Mr. Ernest Angell of Messrs. Hardin & Hess to the Secretary of State

Sir: We address you with further reference to the case of Oliver American Trading Company, Inc., plaintiff, vs. The Government of the United States of Mexico and National Railways of Mexico, defendants, still pending in the United States District Court for the Southern District of New York, wherein we represent the defendants. Judge Knox has lately rendered a decision granting defendants’ motion for dismissal of the action and the vacating of the attachment on the ground that the defendants are entitled to the immunity accorded a friendly foreign sovereign. You may remember that I discussed some features of this case with you in Washington last May. We enclose copies of the opinion for your information.39 No order thereon has yet been entered.

Plaintiff has now served formal notice that it will appeal the decision by writ of error to the United States Supreme Court40 and [Page 576] that at the time of the entry of an order on Judge Knox’ decision, plaintiff will ask for a stay pending final determination by the Supreme Court.

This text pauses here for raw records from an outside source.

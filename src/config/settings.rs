//! Relay configuration settings and environment variable handling

use rust_decimal::prelude::*;
use rust_decimal_macros::dec;
use std::env;

// Fee parameters: payment for an execution is size * FEE_RATE, clamped
pub const FEE_RATE: Decimal = dec!(0.001);
pub const MIN_FEE_USD: Decimal = dec!(0.001);
pub const MAX_FEE_USD: Decimal = dec!(1.0);

// Slippage bounds
pub const DEFAULT_SLIPPAGE_BPS: u32 = 50; // 0.5%
pub const MAX_SLIPPAGE_BPS: u32 = 100; // 1%

// Execution constants
pub const DEFAULT_GAS_LIMIT: u64 = 300_000;
pub const APPROVAL_SAFETY_MULTIPLIER: u64 = 2;
pub const SWAP_DEADLINE_SECS: u64 = 1200;
pub const EXECUTION_TIMEOUT_SECS: u64 = 30;

// Payment defaults
pub const SUGGESTION_PRICE_USD: Decimal = dec!(0.10);
pub const DEFAULT_PAYMENT_TIMEOUT_SECS: u64 = 300;

// Base mainnet chain id
pub const DEFAULT_CHAIN_ID: u64 = 8453;

#[derive(Debug, Clone)]
pub struct Config {
    // HTTP surface
    pub bind_host: String,
    pub bind_port: u16,
    pub dev_mode: bool,
    // RPC access
    pub rpc_primary_url: String,
    pub rpc_fallback_urls: Vec<String>,
    pub rpc_timeout_secs: u64,
    pub chain_id: u64,
    // Swap execution
    pub swap_router: String,
    pub private_key: Option<String>,
    pub slippage_tolerance_bps: u32,
    pub max_gas_price_gwei: u32,
    // Payments
    pub payment_network: String,
    pub pay_to_address: String,
    pub payment_timeout_secs: u64,
    // Collaborators
    pub oracle_base_url: String,
    pub database_path: String,
}

impl Config {
    pub fn from_env() -> Self {
        Self {
            bind_host: env::var("BIND_HOST").unwrap_or_else(|_| "127.0.0.1".to_string()),
            bind_port: env::var("BIND_PORT")
                .ok()
                .and_then(|s| s.parse().ok())
                .unwrap_or(8080),
            dev_mode: env::var("DEV_MODE")
                .unwrap_or_else(|_| "false".to_string())
                .parse()
                .unwrap_or(false),
            rpc_primary_url: env::var("RPC_PRIMARY_URL")
                .unwrap_or_else(|_| "https://mainnet.base.org".to_string()),
            rpc_fallback_urls: env::var("RPC_FALLBACK_URLS")
                .map(|s| {
                    s.split(',')
                        .map(|u| u.trim().to_string())
                        .filter(|u| !u.is_empty())
                        .collect()
                })
                .unwrap_or_else(|_| {
                    vec![
                        "https://base.llamarpc.com".to_string(),
                        "https://base-rpc.publicnode.com".to_string(),
                    ]
                }),
            rpc_timeout_secs: env::var("RPC_TIMEOUT_SECS")
                .ok()
                .and_then(|s| s.parse().ok())
                .unwrap_or(10)
                .clamp(1, 60),
            chain_id: env::var("CHAIN_ID")
                .ok()
                .and_then(|s| s.parse().ok())
                .unwrap_or(DEFAULT_CHAIN_ID),
            swap_router: env::var("SWAP_ROUTER_ADDRESS")
                .unwrap_or_else(|_| "0x4752ba5DBc23f44D87826276BF6Fd6b1C372aD24".to_string()),
            private_key: env::var("EXECUTION_WALLET_KEY").ok(),
            slippage_tolerance_bps: env::var("SLIPPAGE_TOLERANCE_BPS")
                .ok()
                .and_then(|s| s.parse().ok())
                .unwrap_or(DEFAULT_SLIPPAGE_BPS)
                .min(MAX_SLIPPAGE_BPS),
            max_gas_price_gwei: env::var("MAX_GAS_PRICE_GWEI")
                .ok()
                .and_then(|s| s.parse().ok())
                .unwrap_or(50)
                .min(200),
            payment_network: env::var("PAYMENT_NETWORK").unwrap_or_else(|_| "base".to_string()),
            pay_to_address: env::var("PAY_TO_ADDRESS")
                .unwrap_or_else(|_| "0x0000000000000000000000000000000000000000".to_string()),
            payment_timeout_secs: env::var("PAYMENT_TIMEOUT_SECS")
                .ok()
                .and_then(|s| s.parse().ok())
                .unwrap_or(DEFAULT_PAYMENT_TIMEOUT_SECS),
            oracle_base_url: env::var("ORACLE_BASE_URL")
                .unwrap_or_else(|_| "https://api.binance.com".to_string()),
            database_path: env::var("DATABASE_PATH")
                .unwrap_or_else(|_| "output/relay.db".to_string()),
        }
    }

    /// Expected payment for executing a trade of the given size, clamped and
    /// rounded to 6 decimals.
    pub fn expected_payment_amount(&self, size: Decimal) -> Decimal {
        (size * FEE_RATE)
            .clamp(MIN_FEE_USD, MAX_FEE_USD)
            .round_dp(6)
    }
}

impl Default for Config {
    fn default() -> Self {
        Self::from_env()
    }
}

#[cfg(test)]
impl Config {
    /// Fixed configuration for unit tests, independent of the environment.
    pub fn for_tests() -> Self {
        Self {
            bind_host: "127.0.0.1".to_string(),
            bind_port: 0,
            dev_mode: true,
            rpc_primary_url: "http://localhost:8545".to_string(),
            rpc_fallback_urls: vec![],
            rpc_timeout_secs: 10,
            chain_id: DEFAULT_CHAIN_ID,
            swap_router: "0x4752ba5DBc23f44D87826276BF6Fd6b1C372aD24".to_string(),
            private_key: None,
            slippage_tolerance_bps: 50,
            max_gas_price_gwei: 50,
            payment_network: "base".to_string(),
            pay_to_address: "0x0000000000000000000000000000000000000001".to_string(),
            payment_timeout_secs: 300,
            oracle_base_url: "http://localhost:0".to_string(),
            database_path: ":memory:".to_string(),
        }
    }
}

#[cfg(test)]
mod tests {
    use super::*;
    use proptest::prelude::*;

    fn test_config() -> Config {
        Config::for_tests()
    }

    #[test]
    fn fee_is_size_times_rate_in_normal_range() {
        let config = test_config();
        assert_eq!(
            config.expected_payment_amount(dec!(100)),
            dec!(0.1).round_dp(6)
        );
    }

    #[test]
    fn fee_clamps_to_exactly_one_dollar_above_max() {
        let config = test_config();
        // 2000 * 0.001 = 2.0 -> clamped
        let fee = config.expected_payment_amount(dec!(2000));
        assert_eq!(format!("{:.6}", fee), "1.000000");
    }

    #[test]
    fn fee_clamps_to_exactly_min_below_floor() {
        let config = test_config();
        // 0.5 * 0.001 = 0.0005 -> clamped up
        let fee = config.expected_payment_amount(dec!(0.5));
        assert_eq!(format!("{:.6}", fee), "0.001000");
    }

    proptest! {
        #[test]
        fn fee_always_within_bounds(size in 0.000001f64..1_000_000.0f64) {
            let config = test_config();
            let size = Decimal::from_f64(size).unwrap();
            let fee = config.expected_payment_amount(size);
            prop_assert!(fee >= MIN_FEE_USD);
            prop_assert!(fee <= MAX_FEE_USD);
        }
    }
}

Such stay would normally have the effect of maintaining the existing levies of attachment on the property of the Government of the United States of Mexico in New York City for many months to come.

In view of the formal and complete recognition by the Government of the United States of the Government of the United States of Mexico, this litigation is, we venture to suggest, no longer private in character, and we believe the State Department should be fully advised of all further steps in the proceedings in order that appropriate action may be taken.

On behalf of the Government of the United States of Mexico we respectfully request that through the customary channels the United States Attorney in New York be requested to appear before Judge Knox, in conjunction with ourselves as attorneys of record for the defendants, upon the plaintiff’s application for a stay and for the maintenance of the existing levies of attachment on defendants’ property. The question of whether the property of a friendly foreign sovereign should be continued in sequestration by the operation of supersedeas, as in the ordinary action at law between private litigants, is a question of public international law. We will urge upon the court the contention that as no process may issue against such a foreign government duly recognized, so therefore no process against its property should be continued in force by supersedeas under international comity and practice, and that any present order, stay or supersedeas continuing the attachment would be in the nature of a deliberate affront to the foreign sovereign. We are confident the Department will desire to consider the implications of any such step and to express its views in the usual manner at the hearing.

Plaintiff’s application will probably be heard about the middle of next week and if the United States Attorney here will put himself in touch with us we will be pleased to cooperate with him. Very respectfully yours,

Ernest Angell
  1. New York Law Journal, Oct. 18, 1923, p. 209.
  2. See 264 U. S. 440. The case was transferred to the Circuit Court of Appeals for the Second Circuit, which sustained the decision of the District Court; see 5 Fed. (2d) 659.